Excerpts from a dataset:
#####

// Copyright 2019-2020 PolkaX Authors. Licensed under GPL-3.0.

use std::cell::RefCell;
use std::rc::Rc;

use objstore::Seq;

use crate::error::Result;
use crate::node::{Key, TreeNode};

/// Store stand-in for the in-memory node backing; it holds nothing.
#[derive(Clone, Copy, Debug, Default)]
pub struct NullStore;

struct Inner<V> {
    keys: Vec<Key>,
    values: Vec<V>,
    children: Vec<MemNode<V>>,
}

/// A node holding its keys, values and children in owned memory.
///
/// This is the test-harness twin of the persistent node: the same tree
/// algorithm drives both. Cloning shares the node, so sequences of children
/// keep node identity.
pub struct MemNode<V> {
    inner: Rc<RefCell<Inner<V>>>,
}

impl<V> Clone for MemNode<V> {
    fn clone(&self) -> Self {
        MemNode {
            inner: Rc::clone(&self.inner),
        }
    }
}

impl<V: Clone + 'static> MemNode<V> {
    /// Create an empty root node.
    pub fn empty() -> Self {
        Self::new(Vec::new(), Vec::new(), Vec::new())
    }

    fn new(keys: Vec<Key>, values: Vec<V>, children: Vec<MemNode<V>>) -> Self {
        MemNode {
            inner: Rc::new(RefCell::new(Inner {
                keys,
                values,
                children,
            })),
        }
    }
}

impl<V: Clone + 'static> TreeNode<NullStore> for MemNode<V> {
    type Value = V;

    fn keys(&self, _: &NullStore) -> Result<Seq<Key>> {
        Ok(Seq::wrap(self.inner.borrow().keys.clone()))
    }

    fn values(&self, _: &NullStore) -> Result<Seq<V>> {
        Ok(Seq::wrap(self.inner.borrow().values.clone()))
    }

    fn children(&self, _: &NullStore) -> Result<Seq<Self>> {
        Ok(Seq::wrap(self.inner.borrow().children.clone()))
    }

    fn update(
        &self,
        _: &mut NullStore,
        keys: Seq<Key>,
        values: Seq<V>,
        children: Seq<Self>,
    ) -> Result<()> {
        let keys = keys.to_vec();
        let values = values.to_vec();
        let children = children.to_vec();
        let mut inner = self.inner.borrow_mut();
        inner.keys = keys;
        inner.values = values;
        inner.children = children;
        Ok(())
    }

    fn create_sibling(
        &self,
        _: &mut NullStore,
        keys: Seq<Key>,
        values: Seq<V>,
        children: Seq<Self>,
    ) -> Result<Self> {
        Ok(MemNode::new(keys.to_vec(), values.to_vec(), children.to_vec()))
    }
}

#####

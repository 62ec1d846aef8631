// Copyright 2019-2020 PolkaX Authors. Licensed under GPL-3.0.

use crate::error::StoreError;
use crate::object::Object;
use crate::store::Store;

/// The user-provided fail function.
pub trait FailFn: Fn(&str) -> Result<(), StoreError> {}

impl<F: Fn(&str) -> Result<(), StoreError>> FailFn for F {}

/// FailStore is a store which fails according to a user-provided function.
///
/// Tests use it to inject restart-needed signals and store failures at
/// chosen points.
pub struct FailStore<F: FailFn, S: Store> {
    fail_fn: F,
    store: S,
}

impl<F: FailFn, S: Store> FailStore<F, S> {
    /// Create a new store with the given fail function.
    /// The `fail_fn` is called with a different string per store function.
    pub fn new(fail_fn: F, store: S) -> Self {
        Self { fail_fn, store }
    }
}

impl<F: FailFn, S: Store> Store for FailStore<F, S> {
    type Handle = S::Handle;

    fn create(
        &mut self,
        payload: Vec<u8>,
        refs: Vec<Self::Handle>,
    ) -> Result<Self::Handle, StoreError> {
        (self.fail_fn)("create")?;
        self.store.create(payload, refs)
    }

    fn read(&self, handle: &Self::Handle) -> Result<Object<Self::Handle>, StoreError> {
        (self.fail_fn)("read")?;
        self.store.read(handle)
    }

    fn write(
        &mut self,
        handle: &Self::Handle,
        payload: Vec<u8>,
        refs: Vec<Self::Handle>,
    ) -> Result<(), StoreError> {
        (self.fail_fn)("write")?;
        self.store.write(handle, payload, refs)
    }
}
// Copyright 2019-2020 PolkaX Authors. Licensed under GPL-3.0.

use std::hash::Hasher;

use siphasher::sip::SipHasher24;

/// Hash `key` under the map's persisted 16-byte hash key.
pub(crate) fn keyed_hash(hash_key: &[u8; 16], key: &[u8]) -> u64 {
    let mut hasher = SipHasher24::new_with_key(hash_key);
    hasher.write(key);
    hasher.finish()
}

#####

• _Task statement_:
In the records, find every line that has the string "keys" and copy it.

• _Reply to the exercise_:
    keys: Vec<Key>,
/// A node holding its keys, values and children in owned memory.
    fn new(keys: Vec<Key>, values: Vec<V>, children: Vec<MemNode<V>>) -> Self {
                keys,
    fn keys(&self, _: &NullStore) -> Result<Seq<Key>> {
        Ok(Seq::wrap(self.inner.borrow().keys.clone()))
        keys: Seq<Key>,
        let keys = keys.to_vec();
        inner.keys = keys;
        keys: Seq<Key>,
        Ok(MemNode::new(keys.to_vec(), values.to_vec(), children.to_vec()))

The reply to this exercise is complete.